TASK ITEM → Every line of the data that includes "Clone" should be copied out.

STORED DATA →
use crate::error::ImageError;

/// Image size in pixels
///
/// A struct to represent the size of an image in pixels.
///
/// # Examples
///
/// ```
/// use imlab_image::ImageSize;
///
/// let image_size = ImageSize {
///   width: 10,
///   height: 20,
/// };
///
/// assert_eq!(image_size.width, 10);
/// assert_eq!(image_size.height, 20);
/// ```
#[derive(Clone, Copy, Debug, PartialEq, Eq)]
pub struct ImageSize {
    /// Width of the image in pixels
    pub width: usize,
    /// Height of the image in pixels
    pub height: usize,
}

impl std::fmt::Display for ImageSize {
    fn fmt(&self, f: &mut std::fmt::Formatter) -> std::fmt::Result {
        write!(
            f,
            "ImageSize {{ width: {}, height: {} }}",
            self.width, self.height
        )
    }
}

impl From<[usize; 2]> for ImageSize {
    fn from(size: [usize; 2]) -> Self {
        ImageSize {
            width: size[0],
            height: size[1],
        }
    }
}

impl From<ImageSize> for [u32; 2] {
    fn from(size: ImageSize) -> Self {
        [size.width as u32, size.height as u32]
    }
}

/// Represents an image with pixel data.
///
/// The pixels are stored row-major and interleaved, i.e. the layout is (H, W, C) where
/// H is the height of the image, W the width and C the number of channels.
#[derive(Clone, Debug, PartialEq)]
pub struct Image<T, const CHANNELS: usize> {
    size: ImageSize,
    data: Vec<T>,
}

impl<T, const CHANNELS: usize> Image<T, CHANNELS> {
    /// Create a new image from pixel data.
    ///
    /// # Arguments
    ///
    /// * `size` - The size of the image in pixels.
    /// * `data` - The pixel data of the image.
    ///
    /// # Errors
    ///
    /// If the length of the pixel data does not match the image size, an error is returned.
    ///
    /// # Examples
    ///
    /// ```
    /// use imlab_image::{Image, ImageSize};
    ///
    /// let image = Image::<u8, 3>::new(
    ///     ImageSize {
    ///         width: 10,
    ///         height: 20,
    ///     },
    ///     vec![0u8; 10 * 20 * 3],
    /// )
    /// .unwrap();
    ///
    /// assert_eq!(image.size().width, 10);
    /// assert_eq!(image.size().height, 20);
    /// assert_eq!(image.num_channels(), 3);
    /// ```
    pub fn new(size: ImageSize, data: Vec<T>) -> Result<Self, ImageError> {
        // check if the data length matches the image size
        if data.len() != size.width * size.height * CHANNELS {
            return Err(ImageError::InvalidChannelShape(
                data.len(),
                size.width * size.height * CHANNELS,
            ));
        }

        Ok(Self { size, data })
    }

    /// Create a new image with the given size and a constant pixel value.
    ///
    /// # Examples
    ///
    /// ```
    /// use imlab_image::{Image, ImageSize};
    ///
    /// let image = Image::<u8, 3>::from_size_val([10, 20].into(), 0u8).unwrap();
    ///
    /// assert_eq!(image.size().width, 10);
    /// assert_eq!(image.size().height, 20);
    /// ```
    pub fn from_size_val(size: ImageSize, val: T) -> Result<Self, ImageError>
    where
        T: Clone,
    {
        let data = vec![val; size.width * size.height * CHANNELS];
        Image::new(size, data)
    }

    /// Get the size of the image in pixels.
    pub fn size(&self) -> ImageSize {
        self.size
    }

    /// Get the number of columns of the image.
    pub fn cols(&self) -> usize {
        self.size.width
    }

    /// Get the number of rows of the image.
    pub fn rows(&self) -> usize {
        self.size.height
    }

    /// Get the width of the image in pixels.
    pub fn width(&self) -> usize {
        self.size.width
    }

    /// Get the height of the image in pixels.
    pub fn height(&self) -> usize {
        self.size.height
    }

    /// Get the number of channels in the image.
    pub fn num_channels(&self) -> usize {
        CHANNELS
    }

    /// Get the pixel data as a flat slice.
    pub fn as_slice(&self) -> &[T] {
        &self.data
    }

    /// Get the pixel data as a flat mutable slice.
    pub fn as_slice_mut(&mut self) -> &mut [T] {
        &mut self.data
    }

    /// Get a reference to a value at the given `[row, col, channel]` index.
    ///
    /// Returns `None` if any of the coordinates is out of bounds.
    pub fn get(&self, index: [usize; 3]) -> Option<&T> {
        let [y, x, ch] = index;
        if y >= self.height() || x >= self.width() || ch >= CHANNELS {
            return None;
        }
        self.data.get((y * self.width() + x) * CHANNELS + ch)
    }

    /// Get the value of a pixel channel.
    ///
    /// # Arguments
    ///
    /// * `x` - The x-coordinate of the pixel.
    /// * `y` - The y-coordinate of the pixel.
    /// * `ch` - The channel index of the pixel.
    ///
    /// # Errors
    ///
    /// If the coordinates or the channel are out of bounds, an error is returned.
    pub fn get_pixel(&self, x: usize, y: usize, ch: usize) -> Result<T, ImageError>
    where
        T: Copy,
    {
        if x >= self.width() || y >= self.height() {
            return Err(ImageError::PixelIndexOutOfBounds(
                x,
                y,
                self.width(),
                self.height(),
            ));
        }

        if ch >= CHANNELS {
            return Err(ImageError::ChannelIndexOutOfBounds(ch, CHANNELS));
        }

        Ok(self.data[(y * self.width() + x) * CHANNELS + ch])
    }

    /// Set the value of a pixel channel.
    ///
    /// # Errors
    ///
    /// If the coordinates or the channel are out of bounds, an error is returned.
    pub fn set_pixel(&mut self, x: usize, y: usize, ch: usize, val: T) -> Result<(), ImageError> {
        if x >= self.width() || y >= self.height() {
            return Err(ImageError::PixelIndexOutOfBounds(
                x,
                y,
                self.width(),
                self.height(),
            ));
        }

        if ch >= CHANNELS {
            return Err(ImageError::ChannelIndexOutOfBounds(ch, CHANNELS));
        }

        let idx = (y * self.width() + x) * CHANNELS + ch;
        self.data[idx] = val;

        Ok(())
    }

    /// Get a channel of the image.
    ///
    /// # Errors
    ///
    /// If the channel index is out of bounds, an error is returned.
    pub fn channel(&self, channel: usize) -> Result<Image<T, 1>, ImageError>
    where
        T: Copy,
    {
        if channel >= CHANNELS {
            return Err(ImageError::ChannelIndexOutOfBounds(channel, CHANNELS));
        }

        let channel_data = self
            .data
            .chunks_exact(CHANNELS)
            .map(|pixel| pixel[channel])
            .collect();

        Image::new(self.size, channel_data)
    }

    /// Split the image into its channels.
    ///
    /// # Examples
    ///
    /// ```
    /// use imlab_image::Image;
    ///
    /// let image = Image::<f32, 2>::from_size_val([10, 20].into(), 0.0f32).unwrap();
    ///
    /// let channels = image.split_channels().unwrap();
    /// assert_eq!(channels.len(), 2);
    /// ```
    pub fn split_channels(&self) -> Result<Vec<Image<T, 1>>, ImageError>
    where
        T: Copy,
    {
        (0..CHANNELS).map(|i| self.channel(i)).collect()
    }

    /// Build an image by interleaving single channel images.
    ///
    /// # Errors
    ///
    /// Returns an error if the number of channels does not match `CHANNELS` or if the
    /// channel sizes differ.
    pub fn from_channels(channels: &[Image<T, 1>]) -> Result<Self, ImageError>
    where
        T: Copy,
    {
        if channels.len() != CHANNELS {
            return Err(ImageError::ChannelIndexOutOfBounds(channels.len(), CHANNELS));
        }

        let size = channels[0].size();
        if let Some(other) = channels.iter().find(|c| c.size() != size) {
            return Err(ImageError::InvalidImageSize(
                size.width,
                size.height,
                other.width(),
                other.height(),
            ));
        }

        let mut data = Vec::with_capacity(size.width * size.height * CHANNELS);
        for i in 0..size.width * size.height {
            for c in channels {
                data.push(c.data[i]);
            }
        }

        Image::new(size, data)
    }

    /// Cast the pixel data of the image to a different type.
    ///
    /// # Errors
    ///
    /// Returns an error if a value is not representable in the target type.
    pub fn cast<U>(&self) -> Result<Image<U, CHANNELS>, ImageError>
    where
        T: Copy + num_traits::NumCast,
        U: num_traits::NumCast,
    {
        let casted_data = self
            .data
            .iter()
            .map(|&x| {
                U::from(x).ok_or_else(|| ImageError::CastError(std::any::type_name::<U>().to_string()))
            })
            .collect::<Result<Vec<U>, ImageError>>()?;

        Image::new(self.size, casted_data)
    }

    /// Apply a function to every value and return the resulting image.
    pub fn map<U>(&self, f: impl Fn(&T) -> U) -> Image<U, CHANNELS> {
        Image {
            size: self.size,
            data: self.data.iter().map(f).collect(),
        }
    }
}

TASK ANSWER →
#[derive(Clone, Copy, Debug, PartialEq, Eq)]
#[derive(Clone, Debug, PartialEq)]
        T: Clone,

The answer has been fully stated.